Par ailleurs, il est fort utile de souligner que, même si nous soutenons que la distinction n'a plus guère son importance, le caractère civil ou commercial de la relation ayant suscité le différent, garde tout son intérêt sur le plan du droit applicable au fond. Ainsi, si le litige a un caractère commercial, l'arbitre appliquera les normes particulières du droit commercial. Sur cette question, ce ne sont pas les dispositions de l'art. 15 AU.A qui nous contrediraient. En visant l'application "le cas échéant des usages du commerce international" le codificateur entend signifier que, la relation ayant suscité le litige doit pouvoir s'inscrire dans le registre du commerce international. En droit suisse, c'est l'art. 187 al. 1 LDIP qui nous convainc de ce que la distinction garde toute son importance sur le plan du droit applicable au fond. Cet article pose le principe sous une forme moins évidente "le tribunal arbitral statue selon les règles de droit ... avec lesquelles la cause présente les liens les plus étroits". Si la cause présente des liens plus étroits avec le commerce international, l'arbitre appliquera les normes de cette discipline, le droit commercial. Ceci pose la problématique du droit applicable au fond du litige que nous analyserons dans les sections suivantes.

En résumé, étant entendu qu'il ne nous est pas possible d'inférer des dispositions respectives des deux textes leur champ d'application ratione materiae nous pouvons en conclure que, l'AU.A en droit OHADA et le chapitre 12 LDIP s'appliquent indifféremment à l'arbitrage commercial qu'à l'arbitrage civil. Cependant, s'il est clair que le chapitre 12 LDIP n'est conçu pour être appliqué qu'à l'arbitrage international, l'évidence ne parait pas univoque pour l'AU.A qui semble-t-il est défini pour être appliqué aussi bien à l'arbitrage interne et à l'arbitrage international. L'AU.A ne fait donc aucune distinction entre les deux formes d'arbitrage, les soumettant au même régime juridique. Ce choix, loin d'être une ambiguïté juridique, est une option des promoteurs qui ne doit aucunement être vue comme un obstacle à ce que les deux formes d'arbitrage se déroulent sous les auspices du même et unique texte normatif : l'Acte Uniforme relatif au droit de l'Arbitrage OHADA.

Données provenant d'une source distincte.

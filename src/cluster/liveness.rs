//! Cluster membership liveness oracle.

use std::sync::RwLock;

use crate::cluster::ServerIdx;
use crate::utils::{Bitmap, ShardKvError};

/// Point-in-time view of which servers are currently up. Consulted
/// synchronously by servers before accepting or forwarding writes; answers
/// may change between consecutive calls.
pub trait Liveness: Send + Sync {
    /// Returns whether the given server is currently up. Unknown indices are
    /// reported as down.
    fn is_up(&self, server: ServerIdx) -> bool;
}

/// In-memory liveness oracle backed by a bitmap. All servers start up.
#[derive(Debug)]
pub struct LivenessMap {
    up: RwLock<Bitmap>,
}

impl LivenessMap {
    /// Creates a new oracle over `nservers` servers, all initially up.
    pub fn new(nservers: u8) -> Result<Self, ShardKvError> {
        if nservers == 0 {
            return Err(ShardKvError::msg("invalid nservers 0"));
        }
        Ok(LivenessMap {
            up: RwLock::new(Bitmap::new(nservers, true)),
        })
    }

    /// Marks a server up or down.
    pub fn set_up(
        &self,
        server: ServerIdx,
        up: bool,
    ) -> Result<(), ShardKvError> {
        let mut guard = self.up.write().unwrap_or_else(|e| e.into_inner());
        guard.set(server, up)
    }

}

impl Liveness for LivenessMap {
    fn is_up(&self, server: ServerIdx) -> bool {
        self.up
            .read()
            .unwrap_or_else(|e| e.into_inner())
            .get(server)
            .unwrap_or(false)
    }
}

§II-. PRINCIPE D'AUTONOMIE ET DE VALIDITE DE LA CONVENTION D'ARBITRAGE SELON L'AU.A ET LE CHAPITRE 12 LDIP

DROIT COMPARE

Art. 4 al. 1- 2 AU.A

"La convention d'arbitrage est indépendante du contrat principal.

Sa validité n'est pas affectée par la nullité de ce contrat et elle est appréciée d'après la commune volonté des parties, sans référence nécessaire à un droit étatique".

Art. 178 al. 3 LDIP

"La validité d'une convention d'arbitrage ne peut pas être contestée pour le motif que le contrat principal ne serait pas valable ou que la convention d'arbitrage concernerait un litige non encore né".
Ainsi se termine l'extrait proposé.